The other night I stood on a sim that was laggy and acting wierd despite past normal performance, simply struggling to get the script "notecard giver" to save properly with its new-named notecard inside. It just wouldn't. It even generated to me wierd error messages like "you cannot save that bad script". I really was in despair. I was trying to do a simple thing -- put in a new landmark and new sign in a new land preserve parcel with a cabin. It was impossible. I had to give up. They can't get stuff like that right, and they will rush to give us web-on-a-prim.
A number of these groups have something in common, besides their prominently displayed Lindens -- Lindens who aren't supposed to join residents' groups, but who join, well, the coolest ones because well, they're cool! Some of these groups got discounted private educational islands for only $900 instead of $1250, and pay only $150 instead of $195 in tier per month. That shouldn't matter much -- but...the rest of us huff and puff to get that same $45 off our tier through chasing dwell and getting the "dwellopers' awards", or seek tier pooling, or try to generate businesses with enough revenue to cover these costs and even pay some other RL bills. No matter, all that endless cycling like gerbils in a cage!

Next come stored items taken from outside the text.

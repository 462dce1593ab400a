use winit::window::Window;

use crate::core::FrameScheduler;

/// Schedules the next tick on the window's next redraw.
///
/// With a FIFO swapchain redraws are paced by the display refresh, so ticks
/// follow it too.
pub struct RedrawScheduler<'w> {
    window: &'w Window,
}

impl<'w> RedrawScheduler<'w> {
    pub fn new(window: &'w Window) -> Self {
        Self { window }
    }
}

impl FrameScheduler for RedrawScheduler<'_> {
    fn request_frame(&mut self) {
        self.window.request_redraw();
    }
}
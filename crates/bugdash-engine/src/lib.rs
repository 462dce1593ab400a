//! Bugdash engine crate.
//!
//! A frame-timed loop for small 2D arcade games: asset gating before the
//! first frame, a strict update-then-render cycle per display frame, and a
//! winit + wgpu host that presents a CPU-drawn surface.

pub mod assets;
pub mod config;
pub mod core;
pub mod device;
pub mod entity;
pub mod level;
pub mod logging;
pub mod mode;
pub mod paint;
pub mod present;
pub mod render;
pub mod time;
pub mod window;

What really counts is to be in these avante-garde/philosophical/futurist/educational groups that make the homegrown Thinkers of Second Life look like the old boys chatting around the cracker barrel down at the General Store.

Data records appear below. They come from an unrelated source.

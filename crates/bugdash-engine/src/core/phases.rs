use std::collections::HashSet;
use std::fmt;

use crate::assets::AssetError;
use crate::mode::Mode;
use crate::render::DrawCtx;
use crate::time::DeltaTime;

use super::{EngineError, Game};

/// Which render branch ran for a tick. Exactly one runs per tick.
#[derive(Debug, Copy, Clone, Eq, PartialEq)]
pub enum RenderBranch {
    Gameplay,
    StartScreen,
}

#[derive(Debug, Copy, Clone, Eq, PartialEq, Hash)]
enum Phase {
    Update,
    Render,
}

impl fmt::Display for Phase {
    fn fmt(&self, f: &mut fmt::Formatter<'_>) -> fmt::Result {
        f.write_str(match self {
            Phase::Update => "update",
            Phase::Render => "render",
        })
    }
}

/// Per-entity failures already reported.
///
/// The first failure of an entity in a phase is logged at `warn`; repeats of
/// it go to `debug`, so an entity failing every frame does not flood the log.
#[derive(Debug, Default)]
pub(crate) struct FailureLog {
    seen: HashSet<(Phase, &'static str, usize)>,
}

impl FailureLog {
    pub(crate) fn clear(&mut self) {
        self.seen.clear();
    }

    /// Keeps one entity's failure from aborting the phase.
    ///
    /// Asset resolution failures are the exception: they mean the manifest
    /// and the game disagree, which no later frame can fix.
    fn isolate(
        &mut self,
        result: anyhow::Result<()>,
        phase: Phase,
        group: &'static str,
        index: usize,
    ) -> Result<(), EngineError> {
        let Err(err) = result else { return Ok(()) };

        if let Some(asset) = err.chain().find_map(|e| e.downcast_ref::<AssetError>()) {
            return Err(EngineError::Asset(asset.clone()));
        }

        if self.seen.insert((phase, group, index)) {
            log::warn!("{phase} failed for {group}[{index}]: {err:#}");
        } else {
            log::debug!("{phase} failed again for {group}[{index}]: {err:#}");
        }
        Ok(())
    }

    #[cfg(test)]
    fn reported(&self) -> usize {
        self.seen.len()
    }
}

/// Update phase. Skipped entirely outside gameplay.
///
/// Autonomous entities update in group declaration order, then member order;
/// the controlled entity follows, then the collision pass.
pub(crate) fn update<G: Game + ?Sized>(
    game: &mut G,
    dt: DeltaTime,
    failures: &mut FailureLog,
) -> Result<(), EngineError> {
    if !game.mode().is_gameplay() {
        return Ok(());
    }

    {
        let mut registry = game.entities();

        for group in registry.groups_mut() {
            let name = group.name;
            for (index, entity) in group.members.iter_mut().enumerate() {
                failures.isolate(entity.update(dt), Phase::Update, name, index)?;
            }
        }

        if let Some(controlled) = registry.controlled_mut() {
            failures.isolate(controlled.update(), Phase::Update, "controlled", 0)?;
        }
    }

    game.check_collisions();
    Ok(())
}

/// Render phase: level, groups in order, controlled entity on top; or the
/// start screen alone.
pub(crate) fn render<G: Game + ?Sized>(
    game: &mut G,
    ctx: &mut DrawCtx<'_>,
    failures: &mut FailureLog,
) -> Result<RenderBranch, EngineError> {
    match game.mode() {
        Mode::Gameplay => {
            game.level().render(ctx)?;

            let registry = game.entities();
            for group in registry.groups() {
                for (index, entity) in group.members.iter().enumerate() {
                    failures.isolate(entity.render(ctx), Phase::Render, group.name, index)?;
                }
            }
            if let Some(controlled) = registry.controlled_ref() {
                failures.isolate(controlled.render(ctx), Phase::Render, "controlled", 0)?;
            }

            Ok(RenderBranch::Gameplay)
        }
        Mode::StartScreen => {
            failures.isolate(game.render_start_screen(ctx), Phase::Render, "start screen", 0)?;
            Ok(RenderBranch::StartScreen)
        }
    }
}

#[cfg(test)]
mod tests {
    use super::*;
    use crate::assets::AssetId;

    #[test]
    fn repeated_failure_is_reported_once() {
        let mut failures = FailureLog::default();

        for _ in 0..60 {
            let result = failures.isolate(Err(anyhow::anyhow!("stuck")), Phase::Update, "enemies", 2);
            assert!(result.is_ok());
        }
        assert_eq!(failures.reported(), 1);

        failures.isolate(Err(anyhow::anyhow!("stuck")), Phase::Render, "enemies", 2).unwrap();
        failures.isolate(Err(anyhow::anyhow!("stuck")), Phase::Update, "enemies", 3).unwrap();
        assert_eq!(failures.reported(), 3);

        failures.clear();
        assert_eq!(failures.reported(), 0);
    }

    #[test]
    fn success_is_not_recorded() {
        let mut failures = FailureLog::default();
        failures.isolate(Ok(()), Phase::Update, "rocks", 0).unwrap();
        assert_eq!(failures.reported(), 0);
    }

    #[test]
    fn asset_error_in_chain_is_fatal() {
        let mut failures = FailureLog::default();
        let err = anyhow::Error::new(AssetError::NotLoaded(AssetId::new("ghost.png")))
            .context("drawing enemy");

        match failures.isolate(Err(err), Phase::Render, "enemies", 0) {
            Err(EngineError::Asset(AssetError::NotLoaded(id))) => assert_eq!(id.as_str(), "ghost.png"),
            other => panic!("unexpected outcome: {other:?}"),
        }
        assert_eq!(failures.reported(), 0);
    }
}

You'll see what I mean soon enough! Here's John Brockman, again--in 1991:
Literary intellectuals are not communicating with scientists. Scientists are communicating directly with the general public. Traditional intellectual media played a vertical game: journalists wrote up and professors wrote down. Today, third-culture thinkers tend to avoid the middleman and endeavor to express their deepest thoughts in a manner accessible to the intelligent reading public.
Scientific topics receiving prominent play in newspapers and magazines over the past several years include molecular biology, artificial intelligence, artificial life, chaos theory, massive parallelism, neural nets, the inflationary universe, fractals, complex adaptive systems, superstrings, biodiversity, nanotechnology, the human genome, expert systems, punctuated equilibrium, cellular automata, fuzzy logic, space biospheres, the Gaia hypothesis, virtual reality, cyberspace, and teraflop machines. Among others. There is no canon or accredited list of acceptable ideas. The strength of the third culture is precisely that it can tolerate disagreements about which ideas are to be taken seriously. Unlike previous intellectual pursuits, the achievements of the third culture are not the marginal disputes of a quarrelsome mandarin class: they will affect the lives of everybody on the planet.

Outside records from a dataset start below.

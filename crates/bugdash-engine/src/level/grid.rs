use std::fmt;

use crate::assets::{AssetError, AssetId};
use crate::render::DrawCtx;

/// Placement step of one grid cell in device pixels.
///
/// Tiles are positioned on this step; the tile images themselves may be
/// taller (the arcade blocks are 171 px tall on an 83 px row step) and then
/// overlap the next row, drawn in row order.
#[derive(Debug, Copy, Clone, Eq, PartialEq)]
pub struct CellSize {
    pub width: u32,
    pub height: u32,
}

impl CellSize {
    pub const fn new(width: u32, height: u32) -> Self {
        Self { width, height }
    }
}

/// Tile count does not match `rows * cols`.
#[derive(Debug, Clone, Eq, PartialEq)]
pub struct GridError {
    pub expected: usize,
    pub actual: usize,
}

impl fmt::Display for GridError {
    fn fmt(&self, f: &mut fmt::Formatter<'_>) -> fmt::Result {
        write!(f, "tile grid expects {} tiles, got {}", self.expected, self.actual)
    }
}

impl std::error::Error for GridError {}

/// One positioned tile, as yielded by [`TileGrid::cells`].
#[derive(Debug, Copy, Clone)]
pub struct TileCell<'a> {
    pub row: usize,
    pub col: usize,
    pub x: i32,
    pub y: i32,
    pub tile: &'a AssetId,
}

/// Rows x columns of tile images with a uniform cell size.
#[derive(Debug, Clone)]
pub struct TileGrid {
    rows: usize,
    cols: usize,
    cell: CellSize,
    /// Row-major.
    tiles: Vec<AssetId>,
}

impl TileGrid {
    pub fn new(rows: usize, cols: usize, cell: CellSize, tiles: Vec<AssetId>) -> Result<Self, GridError> {
        let expected = rows * cols;
        if tiles.len() != expected {
            return Err(GridError { expected, actual: tiles.len() });
        }
        Ok(Self { rows, cols, cell, tiles })
    }

    /// Grid where every tile of a row uses the same image.
    pub fn from_rows<I>(row_images: I, cols: usize, cell: CellSize) -> Self
    where
        I: IntoIterator,
        I::Item: Into<AssetId>,
    {
        let row_images: Vec<AssetId> = row_images.into_iter().map(Into::into).collect();
        let rows = row_images.len();
        let tiles = row_images
            .iter()
            .flat_map(|id| std::iter::repeat_n(id.clone(), cols))
            .collect();
        Self { rows, cols, cell, tiles }
    }

    pub fn rows(&self) -> usize {
        self.rows
    }

    pub fn cols(&self) -> usize {
        self.cols
    }

    pub fn cell(&self) -> CellSize {
        self.cell
    }

    pub fn tile(&self, row: usize, col: usize) -> Option<&AssetId> {
        if row >= self.rows || col >= self.cols {
            return None;
        }
        self.tiles.get(row * self.cols + col)
    }

    /// Top-left pixel of cell `(row, col)`.
    pub fn origin(&self, row: usize, col: usize) -> (i32, i32) {
        (
            (col as u32 * self.cell.width) as i32,
            (row as u32 * self.cell.height) as i32,
        )
    }

    /// Every cell in row-major order.
    pub fn cells(&self) -> impl Iterator<Item = TileCell<'_>> {
        self.tiles.iter().enumerate().map(move |(i, tile)| {
            let (row, col) = (i / self.cols, i % self.cols);
            let (x, y) = self.origin(row, col);
            TileCell { row, col, x, y, tile }
        })
    }

    /// Draws every tile, row by row, left to right.
    pub fn render(&self, ctx: &mut DrawCtx<'_>) -> Result<(), AssetError> {
        for cell in self.cells() {
            ctx.draw_asset(cell.tile.as_str(), cell.x, cell.y)?;
        }
        Ok(())
    }
}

The role of the intellectual includes communicating. Intellectuals are not just people who know things but people who shape the thoughts of their generation. An intellectual is a synthesizer, a publicist, a communicator. In his 1987 book The Last Intellectuals, the cultural historian Russell Jacoby bemoaned the passing of a generation of public thinkers and their replacement by bloodless academicians. He was right, but also wrong. The third-culture thinkers are the new public intellectuals.
America now is the intellectual seedbed for Europe and Asia. This trend started with the prewar emigration of Albert Einstein and other European scientists and was further fueled by the post- Sputnik boom in scientific education in our universities. The emergence of the third culture introduces new modes of intellectual discourse and reaffirms the preeminence of America in the realm of important ideas. Throughout history, intellectual life has been marked by the fact that only a small number of people have done the serious thinking for everybody else. What we are witnessing is a passing of the torch from one group of thinkers, the traditional literary intellectuals, to a new group, the intellectuals of the emerging third culture...
What do Europeans and Asians think of this??!!